Over the next couple of posts we will look at the threading quadrant in a rigid-heddle environment. One of the challenges of writing a clear-eyed approach to structures for the rigid-heddle loom is that you can arrive at the same structure with many different setups. This is true of many looms, but especially true for the rigid-heddle.
Your choice of setup can depend on your available equipment, heddle block style, and personal preference.
Here are four ways to set up a 1/2 twill (a 1/2 twill is one in which the weft travels under one warp end and over two):
- Cram the slots with two ends and place a single end in a slot, then put one of the slotted ends on a rod and one of the ends on a pick-up stick (at left). The stick and rod are placed behind the heddle and the stick should be behind the rod so it doesn’t interfere with the rod’s threading position.

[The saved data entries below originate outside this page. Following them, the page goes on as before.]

pub mod client;
pub mod commands;
pub mod config;
pub mod utils;

use clap::{Parser, Subcommand};
use serde::{Deserialize, Serialize};

#[derive(Parser)]
#[command(name = "silverpresta")]
#[command(about = "SilverPresta CLI - inventory client for the SilverPresta API")]
#[command(version)]
pub struct Cli {
    #[arg(long, global = true, env = "SILVERPRESTA_SERVER", help = "API base URL (default: saved session, then http://localhost:3000)")]
    pub server: Option<String>,

    #[arg(long, global = true, help = "Output in JSON format")]
    pub json: bool,

    #[command(subcommand)]
    pub command: Commands,
}

#[derive(Subcommand)]
pub enum Commands {
    #[command(about = "Login and store the session token")]
    Login {
        #[arg(help = "Email address")]
        courriel: String,
        #[arg(long, help = "Password (will prompt if not provided)")]
        password: Option<String>,
    },

    #[command(about = "Forget the stored session token")]
    Logout,

    #[command(about = "Show server and session status")]
    Status,

    #[command(about = "Product inventory")]
    Produits {
        #[command(subcommand)]
        cmd: commands::produits::ProduitsCommands,
    },

    #[command(about = "User accounts")]
    Utilisateurs {
        #[command(subcommand)]
        cmd: commands::utilisateurs::UtilisateursCommands,
    },
}

#[derive(Debug, Clone, Copy, Serialize, Deserialize)]
pub enum OutputFormat {
    Text,
    Json,
}

impl OutputFormat {
    pub fn from_cli(cli: &Cli) -> Self {
        if cli.json {
            OutputFormat::Json
        } else {
            OutputFormat::Text
        }
    }
}

pub async fn run(cli: Cli) -> anyhow::Result<()> {
    let output_format = OutputFormat::from_cli(&cli);
    let server = cli.server;

    match cli.command {
        Commands::Login { courriel, password } => {
            commands::auth::login(server, courriel, password, output_format).await
        }
        Commands::Logout => commands::auth::logout(output_format),
        Commands::Status => commands::auth::status(server, output_format).await,
        Commands::Produits { cmd } => commands::produits::handle(cmd, server, output_format).await,
        Commands::Utilisateurs { cmd } => commands::utilisateurs::handle(cmd, server, output_format).await,
    }
}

- Thread two heddles and either place both heddles in the down to access the slotted position, or place it on a pick-up stick to lift the slotted ends up (middle two figures). This may make it easier to manage the heddle sequence.
- Thread three heddles eliminate the need for pick-up sticks and/or heddle rod (at right).
One thing to wrap your head around early is that the “1” position isn’t always the front hole, as shown here. It could also be assigned to a slot. This is true of the other threading positions. What matters is that you achieve the threading order you need to achieve the structure you want.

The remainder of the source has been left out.